A neural network is a computing system inspired by the human brain. Unlike traditional programs that follow specific instructions, neural networks learn to recognize patterns in data and make decisions on their own. They are a key technology behind artificial intelligence applications we use every day.
Think of learning to cook spaghetti. You show someone 100 photos of spaghetti dishes - some perfect, some burnt, some undercooked. They guess if each is good or bad, get feedback when wrong, and adjust their cooking rules. After many trials, they learn the perfect recipe, even for new dishes they've never seen. This is exactly how a neural network learns - through examples, feedback, and gradual improvement.
A neural network has a layered structure. The input layer receives data, like pixels of an image. Hidden layers process this data step by step, detecting edges, then shapes, then objects. The output layer gives the final result. Neurons are like brain cells that receive inputs, do calculations, and pass outputs. Connections between neurons carry information and have adjustable weights that determine how strongly signals are passed along.

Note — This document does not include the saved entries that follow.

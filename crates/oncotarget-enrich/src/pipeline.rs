//! Orchestrator for target enrichment.

use std::sync::Arc;

use futures_util::{stream, StreamExt};
use oncotarget_common::target::LINK_PLACEHOLDER;
use oncotarget_common::{Config, EnrichedTarget, EnrichmentSnapshot, ReferenceData, SeedTarget};
use tracing::{debug, info, warn};

use crate::drugs::ApprovedDrugTable;
use crate::resolver::{IdentifierResolver, Resolution};
use crate::structure::StructureLinkResolver;
use crate::uniprot::UniprotClient;

const UNIPROT_PROFILE_URL: &str = "https://www.uniprot.org/uniprot";

pub struct EnrichmentPipeline {
    resolver: Arc<dyn IdentifierResolver>,
    structures: StructureLinkResolver,
    drugs: ApprovedDrugTable,
    profile_url: String,
    concurrency: usize,
}

impl EnrichmentPipeline {
    /// Pipeline over `reference` tables with the given resolver, one target at a time.
    pub fn new(resolver: Arc<dyn IdentifierResolver>, reference: &ReferenceData) -> Self {
        Self {
            resolver,
            structures: StructureLinkResolver::new(reference.structure_ids.clone()),
            drugs: ApprovedDrugTable::new(reference.approved_drugs.clone()),
            profile_url: UNIPROT_PROFILE_URL.to_string(),
            concurrency: 1,
        }
    }

    /// Pipeline backed by the UniProt client, with URLs and limits from config.
    pub fn from_config(config: &Config, reference: &ReferenceData) -> oncotarget_common::Result<Self> {
        let resolver = Arc::new(UniprotClient::from_config(&config.uniprot)?);
        Ok(Self::new(resolver, reference)
            .with_profile_url(config.uniprot.profile_url.clone())
            .with_structure_base_url(config.structure.base_url.clone())
            .with_concurrency(config.enrichment.concurrency))
    }

    pub fn with_profile_url(mut self, profile_url: impl Into<String>) -> Self {
        self.profile_url = profile_url.into();
        self
    }

    pub fn with_structure_base_url(mut self, base_url: impl Into<String>) -> Self {
        self.structures = self.structures.with_base_url(base_url);
        self
    }

    pub fn with_concurrency(mut self, concurrency: usize) -> Self {
        self.concurrency = concurrency.max(1);
        self
    }

    pub fn structures(&self) -> &StructureLinkResolver {
        &self.structures
    }

    /// Enrich a single record. Never fails; misses become placeholders.
    pub async fn enrich_one(&self, seed: &SeedTarget) -> EnrichedTarget {
        let resolution = self.resolver.resolve_identifier(&seed.name).await;
        match &resolution {
            Resolution::Found(acc) => debug!(target_name = %seed.name, accession = %acc, "UniProt accession resolved"),
            Resolution::NotFound => debug!(target_name = %seed.name, "No UniProt match"),
            Resolution::TransientError(reason) => {
                warn!(target_name = %seed.name, "UniProt lookup unavailable: {}", reason)
            }
        }

        let uniprot_link = match resolution.accession() {
            Some(acc) => format!("{}/{}", self.profile_url.trim_end_matches('/'), acc),
            None => LINK_PLACEHOLDER.to_string(),
        };

        EnrichedTarget {
            name: seed.name.clone(),
            company_count: seed.company_count,
            uniprot_link,
            pdb_link: self.structures.resolve_structure_link(&seed.name),
            approved_drugs: self.drugs.approved_drugs(&seed.name),
            uniprot_accession: resolution.accession().map(str::to_string),
            uniprot_status: resolution.status(),
        }
    }

    /// Enrich every record, preserving input order.
    pub async fn enrich(&self, records: &[SeedTarget]) -> Vec<EnrichedTarget> {
        self.enrich_with_progress(records, |_| {}).await
    }

    /// Like [`enrich`](Self::enrich), calling `on_enriched` as each record completes (in order).
    pub async fn enrich_with_progress<F>(&self, records: &[SeedTarget], mut on_enriched: F) -> Vec<EnrichedTarget>
    where
        F: FnMut(&EnrichedTarget),
    {
        info!("Enriching {} targets (concurrency {})", records.len(), self.concurrency);

        // Futures are built up front so the stream holds no closure over `&SeedTarget`,
        // which keeps it `Send` inside `tokio::spawn`.
        let lookups: Vec<_> = records.iter().map(|seed| self.enrich_one(seed)).collect();

        stream::iter(lookups)
            .buffered(self.concurrency)
            .inspect(|target| on_enriched(target))
            .collect()
            .await
    }

    /// Enrich every record and wrap the result in a snapshot.
    pub async fn enrich_snapshot(&self, records: &[SeedTarget]) -> EnrichmentSnapshot {
        self.enrich_snapshot_with_progress(records, |_| {}).await
    }

    /// Like [`enrich_snapshot`](Self::enrich_snapshot), reporting each record as it completes.
    pub async fn enrich_snapshot_with_progress<F>(&self, records: &[SeedTarget], on_enriched: F) -> EnrichmentSnapshot
    where
        F: FnMut(&EnrichedTarget),
    {
        let targets = self.enrich_with_progress(records, on_enriched).await;
        let snapshot = EnrichmentSnapshot::from_targets(targets);
        info!(
            "Enrichment complete: {} found, {} not found, {} unavailable",
            snapshot.found, snapshot.not_found, snapshot.unavailable
        );
        snapshot
    }
}

// ── Tests ─────────────────────────────────────────────────────────────────────

#[cfg(test)]
mod tests {
    use super::*;
    use async_trait::async_trait;
    use oncotarget_common::ResolutionStatus;
    use std::collections::HashMap;
    use std::sync::atomic::{AtomicUsize, Ordering};
    use std::time::Duration;

    /// Resolver answering from a fixed map; names it doesn't know are NotFound.
    struct FakeResolver {
        answers: HashMap<String, Resolution>,
        calls: AtomicUsize,
    }

    impl FakeResolver {
        fn new(answers: &[(&str, Resolution)]) -> Arc<Self> {
            Arc::new(Self {
                answers: answers.iter().map(|(k, v)| (k.to_string(), v.clone())).collect(),
                calls: AtomicUsize::new(0),
            })
        }
    }

    #[async_trait]
    impl IdentifierResolver for FakeResolver {
        async fn resolve_identifier(&self, target_name: &str) -> Resolution {
            self.calls.fetch_add(1, Ordering::SeqCst);
            self.answers.get(target_name).cloned().unwrap_or(Resolution::NotFound)
        }
    }

    /// Resolver that answers later the earlier the name is in the alphabet.
    struct SlowFirstResolver;

    #[async_trait]
    impl IdentifierResolver for SlowFirstResolver {
        async fn resolve_identifier(&self, target_name: &str) -> Resolution {
            let delay = match target_name.chars().next() {
                Some('A') => 60,
                Some('B') => 30,
                _ => 0,
            };
            tokio::time::sleep(Duration::from_millis(delay)).await;
            Resolution::Found(format!("ACC-{}", target_name))
        }
    }

    fn egfr_drugs() -> Vec<String> {
        vec![
            "Gefitinib (Iressa)".to_string(),
            "Erlotinib (Tarceva)".to_string(),
            "Osimertinib (Tagrisso)".to_string(),
        ]
    }

    #[tokio::test]
    async fn test_egfr_scenario() {
        let resolver = FakeResolver::new(&[("EGFR", Resolution::Found("P00533".into()))]);
        let pipeline = EnrichmentPipeline::new(resolver, &ReferenceData::default());

        let t = pipeline.enrich_one(&SeedTarget::new("EGFR", 25)).await;
        assert_eq!(t.name, "EGFR");
        assert_eq!(t.company_count, 25);
        assert_eq!(t.uniprot_link, "https://www.uniprot.org/uniprot/P00533");
        assert!(t.pdb_link.ends_with("/structure/1M17"));
        assert_eq!(t.approved_drugs, egfr_drugs());
        assert_eq!(t.uniprot_accession.as_deref(), Some("P00533"));
        assert_eq!(t.uniprot_status, ResolutionStatus::Found);
    }

    #[tokio::test]
    async fn test_unknown_target_gets_placeholders_regardless_of_resolver() {
        for resolution in [
            Resolution::Found("Q00000".into()),
            Resolution::NotFound,
            Resolution::TransientError("HTTP 503".into()),
        ] {
            let resolver = FakeResolver::new(&[("ROS1", resolution.clone())]);
            let pipeline = EnrichmentPipeline::new(resolver, &ReferenceData::default());

            let t = pipeline.enrich_one(&SeedTarget::new("ROS1", 3)).await;
            assert_eq!(t.pdb_link, "#");
            assert_eq!(t.approved_drugs, vec!["No approved drugs".to_string()]);
            assert_eq!(t.uniprot_status, resolution.status());
        }
    }

    #[tokio::test]
    async fn test_misses_and_failures_become_hash_link() {
        let resolver = FakeResolver::new(&[
            ("HER2", Resolution::NotFound),
            ("JAK", Resolution::TransientError("timeout".into())),
        ]);
        let pipeline = EnrichmentPipeline::new(resolver, &ReferenceData::default());

        let out = pipeline
            .enrich(&[SeedTarget::new("HER2", 35), SeedTarget::new("JAK", 22)])
            .await;
        assert_eq!(out[0].uniprot_link, "#");
        assert_eq!(out[0].uniprot_status, ResolutionStatus::NotFound);
        assert_eq!(out[1].uniprot_link, "#");
        assert_eq!(out[1].uniprot_status, ResolutionStatus::Unavailable);
        // Other fields are unaffected by the failed lookup
        assert_eq!(out[1].pdb_link, "https://www.rcsb.org/structure/4OLI");
        assert_eq!(out[1].approved_drugs.len(), 3);
    }

    #[tokio::test]
    async fn test_full_seed_list_is_order_preserving() {
        let reference = ReferenceData::default();
        let resolver = FakeResolver::new(&[]);
        let pipeline = EnrichmentPipeline::new(resolver.clone(), &reference).with_concurrency(8);

        let out = pipeline.enrich(&reference.targets).await;
        assert_eq!(out.len(), reference.targets.len());
        for (seed, enriched) in reference.targets.iter().zip(&out) {
            assert_eq!(seed.name, enriched.name);
            assert_eq!(seed.company_count, enriched.company_count);
            assert_eq!(&enriched.approved_drugs, &reference.approved_drugs[&seed.name]);
        }
        assert_eq!(resolver.calls.load(Ordering::SeqCst), reference.targets.len());
    }

    #[tokio::test]
    async fn test_concurrent_completion_order_does_not_reorder_output() {
        let seeds = vec![
            SeedTarget::new("ALK", 15),
            SeedTarget::new("BTK", 20),
            SeedTarget::new("CD20", 15),
        ];
        let pipeline = EnrichmentPipeline::new(Arc::new(SlowFirstResolver), &ReferenceData::default())
            .with_concurrency(3);

        let mut seen = Vec::new();
        let out = pipeline
            .enrich_with_progress(&seeds, |t| seen.push(t.name.clone()))
            .await;

        let names: Vec<_> = out.iter().map(|t| t.name.as_str()).collect();
        assert_eq!(names, vec!["ALK", "BTK", "CD20"]);
        assert_eq!(seen, vec!["ALK", "BTK", "CD20"]);
        assert_eq!(out[0].uniprot_link, "https://www.uniprot.org/uniprot/ACC-ALK");
    }

    #[tokio::test]
    async fn test_snapshot_with_progress_reports_each_target() {
        let pipeline = EnrichmentPipeline::new(FakeResolver::new(&[]), &ReferenceData::default())
            .with_concurrency(2);
        let seeds = vec![SeedTarget::new("CD19", 18), SeedTarget::new("CD38", 12)];

        let mut seen = Vec::new();
        let snapshot = pipeline
            .enrich_snapshot_with_progress(&seeds, |t| seen.push(t.name.clone()))
            .await;
        assert_eq!(seen, vec!["CD19", "CD38"]);
        assert_eq!(snapshot.targets.len(), 2);
        assert_eq!(snapshot.not_found, 2);
    }

    #[tokio::test(flavor = "multi_thread", worker_threads = 2)]
    async fn test_enrichment_runs_on_spawned_task() {
        let pipeline = Arc::new(
            EnrichmentPipeline::new(Arc::new(SlowFirstResolver), &ReferenceData::default())
                .with_concurrency(4),
        );
        let seeds = ReferenceData::default().targets;
        let expected: Vec<String> = seeds.iter().map(|s| s.name.clone()).collect();

        let task = {
            let pipeline = Arc::clone(&pipeline);
            tokio::spawn(async move { pipeline.enrich(&seeds).await })
        };
        let out = task.await.unwrap();
        let names: Vec<String> = out.into_iter().map(|t| t.name).collect();
        assert_eq!(names, expected);
    }

    #[tokio::test]
    async fn test_empty_input() {
        let pipeline = EnrichmentPipeline::new(FakeResolver::new(&[]), &ReferenceData::default());
        assert!(pipeline.enrich(&[]).await.is_empty());
    }

    #[tokio::test]
    async fn test_snapshot_counts_outcomes() {
        let resolver = FakeResolver::new(&[
            ("KRAS", Resolution::Found("P01116".into())),
            ("MET", Resolution::TransientError("HTTP 500".into())),
        ]);
        let pipeline = EnrichmentPipeline::new(resolver, &ReferenceData::default());

        let snapshot = pipeline
            .enrich_snapshot(&[
                SeedTarget::new("KRAS", 12),
                SeedTarget::new("MET", 10),
                SeedTarget::new("FGFR", 10),
            ])
            .await;
        assert_eq!((snapshot.found, snapshot.not_found, snapshot.unavailable), (1, 1, 1));
    }

    #[tokio::test]
    async fn test_from_config_uses_configured_urls() {
        let mut config = Config::default();
        config.structure.base_url = "https://pdbj.org/mine/summary".to_string();
        let pipeline = EnrichmentPipeline::from_config(&config, &ReferenceData::default()).unwrap();
        assert_eq!(
            pipeline.structures().resolve_structure_link("EGFR"),
            "https://pdbj.org/mine/summary/1M17"
        );
    }
}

Neural networks learn through a process called training. First, they make a guess about the data. Then they check if the guess is correct and calculate how wrong they were. Based on this error, they adjust their internal weights and connections. This process repeats thousands of times until the network becomes accurate. As training progresses, errors decrease and accuracy increases, just like learning from mistakes.

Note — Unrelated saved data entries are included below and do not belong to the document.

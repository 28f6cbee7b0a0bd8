//! Axum router — maps all URL paths to handlers.

use std::path::Path;

use axum::{
    Router,
    routing::{get, post},
};
use tower_http::{
    services::ServeDir,
    cors::CorsLayer,
    trace::TraceLayer,
    compression::CompressionLayer,
};
use crate::state::SharedState;
use crate::handlers::{
    targets::targets_page,
    api::{api_targets, api_refresh},
    health::{health, ready},
};
use crate::sse::sse_handler;

/// Build and return the full Axum router.
pub fn build_router(state: SharedState, static_dir: &Path) -> Router {
    Router::new()
        // Pages
        .route("/",             get(targets_page))

        // Probes
        .route("/health",       get(health))
        .route("/health/ready", get(ready))

        // SSE streaming
        .route("/api/events",   get(sse_handler))

        // API endpoints
        .route("/api/targets",  get(api_targets))
        .route("/api/refresh",  post(api_refresh))

        // Static files
        .nest_service("/static", ServeDir::new(static_dir))

        // Middleware
        .layer(CorsLayer::permissive())
        .layer(CompressionLayer::new())
        .layer(TraceLayer::new_for_http())
        .with_state(state)
}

Neural networks power many technologies we use daily. Your phone uses them for face recognition to unlock the screen. Google Translate uses neural networks to understand and translate languages. Self-driving cars rely on them to recognize traffic signs, pedestrians, and obstacles. In medicine, they help doctors diagnose diseases from X-rays and scans. Voice assistants like Siri understand speech through neural networks. In essence, neural networks are pattern-detecting machines that learn from examples, making our digital world smarter and more intuitive.